**TRY IT**
Counting the line with "use std::collections::HashMap;" as the last one, copy out the lines of the data exactly from the first onward.

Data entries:
-- Opening Marker --

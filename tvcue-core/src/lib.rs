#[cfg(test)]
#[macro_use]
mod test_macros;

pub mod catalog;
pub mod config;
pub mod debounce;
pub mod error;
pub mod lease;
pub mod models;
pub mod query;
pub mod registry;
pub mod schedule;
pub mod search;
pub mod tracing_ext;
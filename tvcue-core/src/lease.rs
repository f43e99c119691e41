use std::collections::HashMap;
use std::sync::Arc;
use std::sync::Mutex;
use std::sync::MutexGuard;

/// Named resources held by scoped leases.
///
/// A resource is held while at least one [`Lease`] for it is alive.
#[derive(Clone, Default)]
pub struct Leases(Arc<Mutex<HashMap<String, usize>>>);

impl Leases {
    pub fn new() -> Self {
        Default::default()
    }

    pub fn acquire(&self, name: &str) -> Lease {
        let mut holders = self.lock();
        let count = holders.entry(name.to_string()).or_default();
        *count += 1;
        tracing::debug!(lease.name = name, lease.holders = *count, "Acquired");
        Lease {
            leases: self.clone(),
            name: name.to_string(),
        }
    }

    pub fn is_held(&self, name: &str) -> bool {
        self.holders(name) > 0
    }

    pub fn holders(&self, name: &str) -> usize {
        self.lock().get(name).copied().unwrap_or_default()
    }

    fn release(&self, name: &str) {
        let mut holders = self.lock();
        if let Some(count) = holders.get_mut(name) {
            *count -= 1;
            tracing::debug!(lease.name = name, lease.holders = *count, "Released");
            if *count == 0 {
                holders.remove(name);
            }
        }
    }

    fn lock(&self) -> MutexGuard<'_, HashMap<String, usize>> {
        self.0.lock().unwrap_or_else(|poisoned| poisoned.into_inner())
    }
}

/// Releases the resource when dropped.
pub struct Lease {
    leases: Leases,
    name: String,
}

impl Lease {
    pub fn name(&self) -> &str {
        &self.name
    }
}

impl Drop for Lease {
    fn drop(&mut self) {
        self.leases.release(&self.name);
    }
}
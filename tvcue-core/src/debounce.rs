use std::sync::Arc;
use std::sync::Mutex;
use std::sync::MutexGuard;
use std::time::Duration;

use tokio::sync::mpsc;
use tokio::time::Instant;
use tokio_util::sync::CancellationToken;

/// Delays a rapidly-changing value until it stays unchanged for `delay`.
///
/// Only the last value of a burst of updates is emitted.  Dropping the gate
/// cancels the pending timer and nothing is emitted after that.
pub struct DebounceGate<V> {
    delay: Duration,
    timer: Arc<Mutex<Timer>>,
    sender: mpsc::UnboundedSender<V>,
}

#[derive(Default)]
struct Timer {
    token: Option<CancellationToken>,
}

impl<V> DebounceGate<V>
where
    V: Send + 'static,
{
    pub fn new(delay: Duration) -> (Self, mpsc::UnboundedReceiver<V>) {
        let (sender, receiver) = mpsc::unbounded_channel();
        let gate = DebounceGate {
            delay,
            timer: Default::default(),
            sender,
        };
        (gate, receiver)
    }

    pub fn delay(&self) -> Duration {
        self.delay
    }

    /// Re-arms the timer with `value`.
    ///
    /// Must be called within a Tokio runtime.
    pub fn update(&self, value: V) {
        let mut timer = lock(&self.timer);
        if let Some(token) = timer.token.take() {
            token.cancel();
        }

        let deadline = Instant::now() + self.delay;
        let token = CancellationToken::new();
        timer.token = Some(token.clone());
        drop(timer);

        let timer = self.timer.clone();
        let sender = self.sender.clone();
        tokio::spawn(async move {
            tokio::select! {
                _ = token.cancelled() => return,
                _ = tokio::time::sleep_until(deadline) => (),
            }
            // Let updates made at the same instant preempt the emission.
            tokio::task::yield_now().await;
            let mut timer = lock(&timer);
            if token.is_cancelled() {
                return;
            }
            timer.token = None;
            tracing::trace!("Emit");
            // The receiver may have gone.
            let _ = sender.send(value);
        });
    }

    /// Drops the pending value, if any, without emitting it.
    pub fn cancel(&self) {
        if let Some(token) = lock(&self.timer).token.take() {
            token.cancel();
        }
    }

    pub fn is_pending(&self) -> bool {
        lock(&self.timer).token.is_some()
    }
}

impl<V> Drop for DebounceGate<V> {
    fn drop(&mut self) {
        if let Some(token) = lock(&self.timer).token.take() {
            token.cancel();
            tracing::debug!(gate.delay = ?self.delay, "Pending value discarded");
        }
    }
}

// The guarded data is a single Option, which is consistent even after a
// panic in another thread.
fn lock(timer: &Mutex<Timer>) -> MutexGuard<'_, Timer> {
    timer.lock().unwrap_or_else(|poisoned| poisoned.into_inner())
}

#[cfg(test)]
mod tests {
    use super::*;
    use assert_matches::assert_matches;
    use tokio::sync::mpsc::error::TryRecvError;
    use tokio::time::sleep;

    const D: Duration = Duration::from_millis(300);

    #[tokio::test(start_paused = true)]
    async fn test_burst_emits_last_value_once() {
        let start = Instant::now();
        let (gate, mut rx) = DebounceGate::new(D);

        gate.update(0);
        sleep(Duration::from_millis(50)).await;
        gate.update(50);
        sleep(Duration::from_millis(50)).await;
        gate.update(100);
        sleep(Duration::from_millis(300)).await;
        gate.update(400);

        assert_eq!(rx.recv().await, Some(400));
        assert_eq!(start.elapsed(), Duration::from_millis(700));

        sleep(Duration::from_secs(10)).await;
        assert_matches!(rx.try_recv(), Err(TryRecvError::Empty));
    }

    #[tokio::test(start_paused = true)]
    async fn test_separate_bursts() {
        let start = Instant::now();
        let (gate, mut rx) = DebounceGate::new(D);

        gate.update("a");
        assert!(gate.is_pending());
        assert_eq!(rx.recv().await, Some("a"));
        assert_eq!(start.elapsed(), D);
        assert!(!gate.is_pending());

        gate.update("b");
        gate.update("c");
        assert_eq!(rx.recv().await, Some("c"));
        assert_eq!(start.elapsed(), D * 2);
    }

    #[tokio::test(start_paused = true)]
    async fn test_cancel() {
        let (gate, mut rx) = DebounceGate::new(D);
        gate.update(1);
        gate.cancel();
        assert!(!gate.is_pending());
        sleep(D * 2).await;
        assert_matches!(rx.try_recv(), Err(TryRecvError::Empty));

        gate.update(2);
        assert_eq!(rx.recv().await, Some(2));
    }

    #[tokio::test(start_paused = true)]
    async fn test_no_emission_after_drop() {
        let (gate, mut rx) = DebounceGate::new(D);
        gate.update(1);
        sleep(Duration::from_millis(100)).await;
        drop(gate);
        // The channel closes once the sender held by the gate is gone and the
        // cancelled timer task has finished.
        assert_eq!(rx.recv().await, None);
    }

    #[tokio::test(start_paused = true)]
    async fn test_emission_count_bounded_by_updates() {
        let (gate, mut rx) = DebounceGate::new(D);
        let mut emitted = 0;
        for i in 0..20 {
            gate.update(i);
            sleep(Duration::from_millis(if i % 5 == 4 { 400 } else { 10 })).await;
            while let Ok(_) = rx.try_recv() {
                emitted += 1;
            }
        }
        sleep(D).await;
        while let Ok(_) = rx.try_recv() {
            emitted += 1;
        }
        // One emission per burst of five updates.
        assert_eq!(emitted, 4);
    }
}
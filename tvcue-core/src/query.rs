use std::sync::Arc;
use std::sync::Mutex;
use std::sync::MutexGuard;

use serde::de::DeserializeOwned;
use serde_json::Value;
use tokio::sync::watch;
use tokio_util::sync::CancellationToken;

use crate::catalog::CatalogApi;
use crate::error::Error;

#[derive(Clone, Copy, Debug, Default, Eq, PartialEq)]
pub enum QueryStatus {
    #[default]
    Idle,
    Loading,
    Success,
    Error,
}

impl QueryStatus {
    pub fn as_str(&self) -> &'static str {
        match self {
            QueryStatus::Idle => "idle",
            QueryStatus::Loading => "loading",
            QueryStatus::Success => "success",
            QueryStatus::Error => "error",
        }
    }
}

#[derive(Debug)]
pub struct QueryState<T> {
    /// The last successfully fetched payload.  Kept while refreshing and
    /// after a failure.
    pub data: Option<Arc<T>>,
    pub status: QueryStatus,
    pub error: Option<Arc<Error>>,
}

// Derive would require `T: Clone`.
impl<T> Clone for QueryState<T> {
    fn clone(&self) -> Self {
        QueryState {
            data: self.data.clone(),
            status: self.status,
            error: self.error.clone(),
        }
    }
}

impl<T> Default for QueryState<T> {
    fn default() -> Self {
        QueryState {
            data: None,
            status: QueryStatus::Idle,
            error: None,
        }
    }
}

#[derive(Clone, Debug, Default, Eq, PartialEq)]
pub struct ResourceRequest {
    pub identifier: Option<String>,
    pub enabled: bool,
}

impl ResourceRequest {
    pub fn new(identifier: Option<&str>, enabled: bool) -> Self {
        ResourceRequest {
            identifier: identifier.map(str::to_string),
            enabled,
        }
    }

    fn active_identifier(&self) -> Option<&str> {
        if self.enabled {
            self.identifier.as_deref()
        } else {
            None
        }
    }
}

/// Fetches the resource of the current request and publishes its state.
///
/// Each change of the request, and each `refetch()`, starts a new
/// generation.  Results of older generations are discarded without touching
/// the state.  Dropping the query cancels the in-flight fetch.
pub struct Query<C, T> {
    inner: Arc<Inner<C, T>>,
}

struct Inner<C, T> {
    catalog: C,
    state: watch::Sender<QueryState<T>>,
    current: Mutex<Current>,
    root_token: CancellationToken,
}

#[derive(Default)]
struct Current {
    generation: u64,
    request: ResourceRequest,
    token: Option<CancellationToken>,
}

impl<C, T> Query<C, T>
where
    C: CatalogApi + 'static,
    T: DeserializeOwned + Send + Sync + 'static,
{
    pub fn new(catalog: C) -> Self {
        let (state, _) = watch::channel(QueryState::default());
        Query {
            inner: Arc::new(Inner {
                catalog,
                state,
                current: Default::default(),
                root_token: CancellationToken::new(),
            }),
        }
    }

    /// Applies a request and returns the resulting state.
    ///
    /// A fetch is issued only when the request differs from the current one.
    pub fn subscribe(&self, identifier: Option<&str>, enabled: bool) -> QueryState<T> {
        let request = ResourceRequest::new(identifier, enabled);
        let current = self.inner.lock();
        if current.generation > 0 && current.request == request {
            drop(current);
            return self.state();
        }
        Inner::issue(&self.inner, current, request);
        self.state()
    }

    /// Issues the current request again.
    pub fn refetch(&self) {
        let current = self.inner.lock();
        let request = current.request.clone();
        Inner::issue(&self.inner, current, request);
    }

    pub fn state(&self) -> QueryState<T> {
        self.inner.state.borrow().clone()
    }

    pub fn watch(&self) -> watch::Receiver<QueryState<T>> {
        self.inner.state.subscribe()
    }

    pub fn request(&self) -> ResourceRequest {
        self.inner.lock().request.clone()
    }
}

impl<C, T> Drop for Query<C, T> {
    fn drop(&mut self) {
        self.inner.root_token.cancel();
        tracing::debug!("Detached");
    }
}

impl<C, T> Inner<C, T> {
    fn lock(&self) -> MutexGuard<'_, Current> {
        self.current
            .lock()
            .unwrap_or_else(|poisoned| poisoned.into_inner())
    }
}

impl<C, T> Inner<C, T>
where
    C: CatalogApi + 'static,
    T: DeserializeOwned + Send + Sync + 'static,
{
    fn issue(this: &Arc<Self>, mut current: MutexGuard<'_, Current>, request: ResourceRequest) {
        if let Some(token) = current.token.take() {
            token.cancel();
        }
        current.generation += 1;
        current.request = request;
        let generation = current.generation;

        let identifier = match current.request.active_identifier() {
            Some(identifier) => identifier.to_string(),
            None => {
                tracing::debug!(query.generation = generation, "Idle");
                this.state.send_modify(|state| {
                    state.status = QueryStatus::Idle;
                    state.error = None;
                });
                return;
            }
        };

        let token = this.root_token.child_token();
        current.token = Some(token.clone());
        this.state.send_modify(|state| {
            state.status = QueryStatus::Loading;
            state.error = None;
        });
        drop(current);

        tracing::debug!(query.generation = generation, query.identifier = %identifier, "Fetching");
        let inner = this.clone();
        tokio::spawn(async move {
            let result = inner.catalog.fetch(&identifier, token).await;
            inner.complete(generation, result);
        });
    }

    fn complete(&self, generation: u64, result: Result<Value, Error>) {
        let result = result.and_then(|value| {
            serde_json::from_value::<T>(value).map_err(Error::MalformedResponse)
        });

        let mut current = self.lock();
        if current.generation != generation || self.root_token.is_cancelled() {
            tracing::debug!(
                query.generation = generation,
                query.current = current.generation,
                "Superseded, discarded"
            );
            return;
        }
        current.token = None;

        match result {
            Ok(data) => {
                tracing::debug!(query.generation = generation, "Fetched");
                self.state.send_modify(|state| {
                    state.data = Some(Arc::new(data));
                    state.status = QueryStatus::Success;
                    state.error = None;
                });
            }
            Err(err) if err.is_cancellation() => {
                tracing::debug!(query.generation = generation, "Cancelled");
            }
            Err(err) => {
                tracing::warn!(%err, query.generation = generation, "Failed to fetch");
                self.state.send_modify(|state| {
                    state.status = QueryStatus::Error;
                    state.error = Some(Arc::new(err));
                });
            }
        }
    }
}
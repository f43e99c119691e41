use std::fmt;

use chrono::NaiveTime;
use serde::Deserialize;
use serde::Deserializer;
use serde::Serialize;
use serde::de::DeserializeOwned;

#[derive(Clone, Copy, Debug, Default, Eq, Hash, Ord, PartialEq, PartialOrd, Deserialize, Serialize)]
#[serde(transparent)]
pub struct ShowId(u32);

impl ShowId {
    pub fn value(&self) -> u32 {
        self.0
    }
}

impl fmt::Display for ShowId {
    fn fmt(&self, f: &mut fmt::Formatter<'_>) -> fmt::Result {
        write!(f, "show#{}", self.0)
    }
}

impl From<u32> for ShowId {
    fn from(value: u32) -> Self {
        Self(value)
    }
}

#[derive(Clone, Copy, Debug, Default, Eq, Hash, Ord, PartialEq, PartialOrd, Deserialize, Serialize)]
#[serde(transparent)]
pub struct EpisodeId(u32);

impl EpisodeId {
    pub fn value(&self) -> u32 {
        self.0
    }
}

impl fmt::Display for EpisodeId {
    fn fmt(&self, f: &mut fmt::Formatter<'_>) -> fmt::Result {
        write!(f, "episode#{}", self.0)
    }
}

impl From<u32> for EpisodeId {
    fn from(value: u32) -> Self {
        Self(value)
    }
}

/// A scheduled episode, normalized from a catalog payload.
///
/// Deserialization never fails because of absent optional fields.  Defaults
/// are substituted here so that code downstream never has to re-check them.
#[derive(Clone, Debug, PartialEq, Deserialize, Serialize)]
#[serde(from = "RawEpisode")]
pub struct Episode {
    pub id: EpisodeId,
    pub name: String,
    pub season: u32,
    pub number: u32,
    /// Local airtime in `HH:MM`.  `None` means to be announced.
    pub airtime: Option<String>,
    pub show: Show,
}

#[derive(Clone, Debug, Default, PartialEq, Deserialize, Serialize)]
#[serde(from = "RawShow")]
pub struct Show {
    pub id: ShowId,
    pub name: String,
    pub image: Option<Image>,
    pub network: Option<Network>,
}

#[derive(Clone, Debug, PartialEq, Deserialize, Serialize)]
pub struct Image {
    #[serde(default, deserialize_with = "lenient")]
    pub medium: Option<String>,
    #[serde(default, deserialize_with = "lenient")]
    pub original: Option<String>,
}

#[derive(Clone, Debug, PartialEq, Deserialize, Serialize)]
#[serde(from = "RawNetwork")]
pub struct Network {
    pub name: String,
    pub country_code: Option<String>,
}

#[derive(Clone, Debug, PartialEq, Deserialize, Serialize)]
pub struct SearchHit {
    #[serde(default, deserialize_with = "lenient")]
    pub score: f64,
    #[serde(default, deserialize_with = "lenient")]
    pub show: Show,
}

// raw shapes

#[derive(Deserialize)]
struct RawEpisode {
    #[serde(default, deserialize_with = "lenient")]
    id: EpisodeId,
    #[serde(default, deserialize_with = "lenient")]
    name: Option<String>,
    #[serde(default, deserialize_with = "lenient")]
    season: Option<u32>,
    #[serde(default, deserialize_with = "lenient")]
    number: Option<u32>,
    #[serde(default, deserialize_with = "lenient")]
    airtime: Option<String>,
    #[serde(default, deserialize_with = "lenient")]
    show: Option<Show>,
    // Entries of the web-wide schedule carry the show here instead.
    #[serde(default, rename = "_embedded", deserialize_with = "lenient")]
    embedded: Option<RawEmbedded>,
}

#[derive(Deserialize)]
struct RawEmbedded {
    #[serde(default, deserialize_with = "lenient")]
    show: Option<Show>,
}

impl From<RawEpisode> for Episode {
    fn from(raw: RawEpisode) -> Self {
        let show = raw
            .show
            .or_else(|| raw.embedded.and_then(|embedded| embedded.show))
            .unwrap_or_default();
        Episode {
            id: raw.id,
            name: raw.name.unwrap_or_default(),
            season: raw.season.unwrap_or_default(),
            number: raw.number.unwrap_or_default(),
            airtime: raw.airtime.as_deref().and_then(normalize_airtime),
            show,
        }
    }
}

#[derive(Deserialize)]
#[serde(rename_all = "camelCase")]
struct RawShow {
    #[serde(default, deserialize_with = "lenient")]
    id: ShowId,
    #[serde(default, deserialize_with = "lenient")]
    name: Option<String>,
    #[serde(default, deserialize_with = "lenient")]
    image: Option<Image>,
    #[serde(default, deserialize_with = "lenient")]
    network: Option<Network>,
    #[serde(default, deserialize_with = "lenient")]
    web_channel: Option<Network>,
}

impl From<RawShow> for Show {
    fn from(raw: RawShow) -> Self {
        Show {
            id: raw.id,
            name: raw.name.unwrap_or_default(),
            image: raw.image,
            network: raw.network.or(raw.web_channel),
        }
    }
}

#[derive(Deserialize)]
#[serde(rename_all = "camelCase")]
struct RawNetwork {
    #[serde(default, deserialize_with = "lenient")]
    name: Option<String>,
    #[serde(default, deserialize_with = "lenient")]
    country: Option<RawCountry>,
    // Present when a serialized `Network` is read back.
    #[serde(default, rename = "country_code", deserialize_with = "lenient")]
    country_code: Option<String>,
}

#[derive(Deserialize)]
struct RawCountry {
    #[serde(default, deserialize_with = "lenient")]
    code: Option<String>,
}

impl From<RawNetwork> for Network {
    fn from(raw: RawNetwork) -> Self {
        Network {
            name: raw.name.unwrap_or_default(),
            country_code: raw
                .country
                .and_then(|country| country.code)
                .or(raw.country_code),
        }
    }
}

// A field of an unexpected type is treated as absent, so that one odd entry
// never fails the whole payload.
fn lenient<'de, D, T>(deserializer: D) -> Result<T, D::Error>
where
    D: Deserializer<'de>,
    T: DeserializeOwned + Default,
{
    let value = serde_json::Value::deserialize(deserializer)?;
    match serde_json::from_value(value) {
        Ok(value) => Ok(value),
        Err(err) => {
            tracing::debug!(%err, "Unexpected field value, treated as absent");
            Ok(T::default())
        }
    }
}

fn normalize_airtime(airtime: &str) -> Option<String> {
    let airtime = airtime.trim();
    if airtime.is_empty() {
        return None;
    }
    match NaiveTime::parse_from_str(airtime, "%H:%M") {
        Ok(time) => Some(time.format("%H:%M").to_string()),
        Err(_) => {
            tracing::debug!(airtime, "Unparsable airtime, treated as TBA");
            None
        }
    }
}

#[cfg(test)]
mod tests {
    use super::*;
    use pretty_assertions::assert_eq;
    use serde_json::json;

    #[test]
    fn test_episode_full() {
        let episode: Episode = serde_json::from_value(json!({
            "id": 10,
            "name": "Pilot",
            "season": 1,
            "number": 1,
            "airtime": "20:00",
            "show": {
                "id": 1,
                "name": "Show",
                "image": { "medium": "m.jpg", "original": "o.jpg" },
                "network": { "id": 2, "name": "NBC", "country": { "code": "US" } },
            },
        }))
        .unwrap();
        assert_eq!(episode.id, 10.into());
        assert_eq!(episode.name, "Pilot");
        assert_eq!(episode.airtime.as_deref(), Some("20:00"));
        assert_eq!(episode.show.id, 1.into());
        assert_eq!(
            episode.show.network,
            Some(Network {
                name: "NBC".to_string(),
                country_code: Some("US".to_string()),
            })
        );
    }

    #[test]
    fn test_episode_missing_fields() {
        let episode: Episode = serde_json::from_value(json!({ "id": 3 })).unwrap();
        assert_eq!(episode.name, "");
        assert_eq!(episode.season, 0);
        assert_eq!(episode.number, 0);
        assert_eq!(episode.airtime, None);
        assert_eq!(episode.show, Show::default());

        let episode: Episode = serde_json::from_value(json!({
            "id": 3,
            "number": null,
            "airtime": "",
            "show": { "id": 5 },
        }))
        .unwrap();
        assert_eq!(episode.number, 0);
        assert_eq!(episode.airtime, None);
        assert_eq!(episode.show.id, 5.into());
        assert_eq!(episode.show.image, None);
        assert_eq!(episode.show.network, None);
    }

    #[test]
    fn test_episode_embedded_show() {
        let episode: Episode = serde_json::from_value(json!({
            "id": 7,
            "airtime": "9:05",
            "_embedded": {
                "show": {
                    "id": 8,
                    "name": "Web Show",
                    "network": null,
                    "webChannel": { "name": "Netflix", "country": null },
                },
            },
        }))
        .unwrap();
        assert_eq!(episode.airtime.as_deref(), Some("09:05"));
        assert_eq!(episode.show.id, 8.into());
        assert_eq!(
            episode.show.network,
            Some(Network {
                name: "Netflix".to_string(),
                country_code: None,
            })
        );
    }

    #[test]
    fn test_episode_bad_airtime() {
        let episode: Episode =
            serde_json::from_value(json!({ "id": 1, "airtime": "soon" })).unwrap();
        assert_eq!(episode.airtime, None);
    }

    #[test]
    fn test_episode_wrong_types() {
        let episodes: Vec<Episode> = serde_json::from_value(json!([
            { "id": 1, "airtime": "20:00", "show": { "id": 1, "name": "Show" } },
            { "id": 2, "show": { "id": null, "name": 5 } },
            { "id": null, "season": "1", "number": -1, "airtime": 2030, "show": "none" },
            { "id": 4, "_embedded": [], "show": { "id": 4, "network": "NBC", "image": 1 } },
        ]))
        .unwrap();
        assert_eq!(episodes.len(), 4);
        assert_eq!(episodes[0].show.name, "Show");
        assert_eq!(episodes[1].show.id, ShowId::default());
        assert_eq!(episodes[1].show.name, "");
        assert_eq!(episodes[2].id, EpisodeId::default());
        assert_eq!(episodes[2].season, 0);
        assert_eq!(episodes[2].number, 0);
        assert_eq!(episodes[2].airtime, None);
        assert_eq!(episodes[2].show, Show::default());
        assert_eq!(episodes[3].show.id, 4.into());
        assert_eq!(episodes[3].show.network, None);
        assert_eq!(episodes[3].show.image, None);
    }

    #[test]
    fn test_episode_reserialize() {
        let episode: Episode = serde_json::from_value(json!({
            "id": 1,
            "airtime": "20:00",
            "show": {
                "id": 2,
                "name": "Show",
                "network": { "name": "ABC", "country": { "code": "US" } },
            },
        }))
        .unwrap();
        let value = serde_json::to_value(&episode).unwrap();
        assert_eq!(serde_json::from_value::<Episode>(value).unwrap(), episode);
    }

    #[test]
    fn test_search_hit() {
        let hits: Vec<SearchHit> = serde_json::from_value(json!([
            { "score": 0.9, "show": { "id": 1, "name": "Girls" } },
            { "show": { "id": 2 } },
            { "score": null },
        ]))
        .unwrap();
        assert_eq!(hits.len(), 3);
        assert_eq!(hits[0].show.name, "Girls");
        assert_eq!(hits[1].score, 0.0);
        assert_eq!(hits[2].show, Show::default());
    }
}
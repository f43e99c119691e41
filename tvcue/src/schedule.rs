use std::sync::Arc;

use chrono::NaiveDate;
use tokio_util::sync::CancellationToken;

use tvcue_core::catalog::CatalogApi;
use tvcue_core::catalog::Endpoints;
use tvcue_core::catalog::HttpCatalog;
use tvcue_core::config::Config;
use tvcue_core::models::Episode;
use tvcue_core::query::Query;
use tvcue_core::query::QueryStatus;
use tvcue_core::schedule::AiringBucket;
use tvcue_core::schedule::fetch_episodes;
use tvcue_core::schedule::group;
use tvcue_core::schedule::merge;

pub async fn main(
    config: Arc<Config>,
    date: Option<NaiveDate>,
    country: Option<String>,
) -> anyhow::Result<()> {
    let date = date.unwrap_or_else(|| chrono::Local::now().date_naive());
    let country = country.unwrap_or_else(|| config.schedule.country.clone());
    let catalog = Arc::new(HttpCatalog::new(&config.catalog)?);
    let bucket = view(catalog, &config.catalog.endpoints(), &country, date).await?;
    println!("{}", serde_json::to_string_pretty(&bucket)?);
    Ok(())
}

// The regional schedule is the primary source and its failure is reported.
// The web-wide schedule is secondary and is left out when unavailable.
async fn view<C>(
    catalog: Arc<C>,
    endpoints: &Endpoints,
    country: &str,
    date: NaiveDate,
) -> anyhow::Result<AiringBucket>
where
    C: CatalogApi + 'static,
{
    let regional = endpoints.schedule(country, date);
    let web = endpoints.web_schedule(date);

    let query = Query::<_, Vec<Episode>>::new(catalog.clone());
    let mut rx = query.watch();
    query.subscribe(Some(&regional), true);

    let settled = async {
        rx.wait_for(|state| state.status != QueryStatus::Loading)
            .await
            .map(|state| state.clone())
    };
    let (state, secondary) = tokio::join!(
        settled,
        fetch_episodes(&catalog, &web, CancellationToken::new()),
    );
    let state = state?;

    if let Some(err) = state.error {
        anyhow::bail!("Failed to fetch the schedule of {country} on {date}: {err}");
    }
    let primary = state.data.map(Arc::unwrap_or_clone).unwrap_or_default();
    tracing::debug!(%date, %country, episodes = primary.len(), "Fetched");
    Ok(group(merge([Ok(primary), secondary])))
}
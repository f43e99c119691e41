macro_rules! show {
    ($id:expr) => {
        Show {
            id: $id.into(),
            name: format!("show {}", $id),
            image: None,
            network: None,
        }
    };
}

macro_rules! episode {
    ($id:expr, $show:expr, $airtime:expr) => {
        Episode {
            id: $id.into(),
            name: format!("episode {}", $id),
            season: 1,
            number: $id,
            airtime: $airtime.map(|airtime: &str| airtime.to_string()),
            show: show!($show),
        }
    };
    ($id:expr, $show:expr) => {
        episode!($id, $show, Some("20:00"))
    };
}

-- Closing Marker --

**SOLUTION**
filename tvcue-core/src/lib.rs
#[cfg(test)]
#[macro_use]
mod test_macros;

pub mod catalog;
pub mod config;
pub mod debounce;
pub mod error;
pub mod lease;
pub mod models;
pub mod query;
pub mod registry;
pub mod schedule;
pub mod search;
pub mod tracing_ext;
filename tvcue-core/src/lease.rs
repository f43e99c119691e41
use std::collections::HashMap;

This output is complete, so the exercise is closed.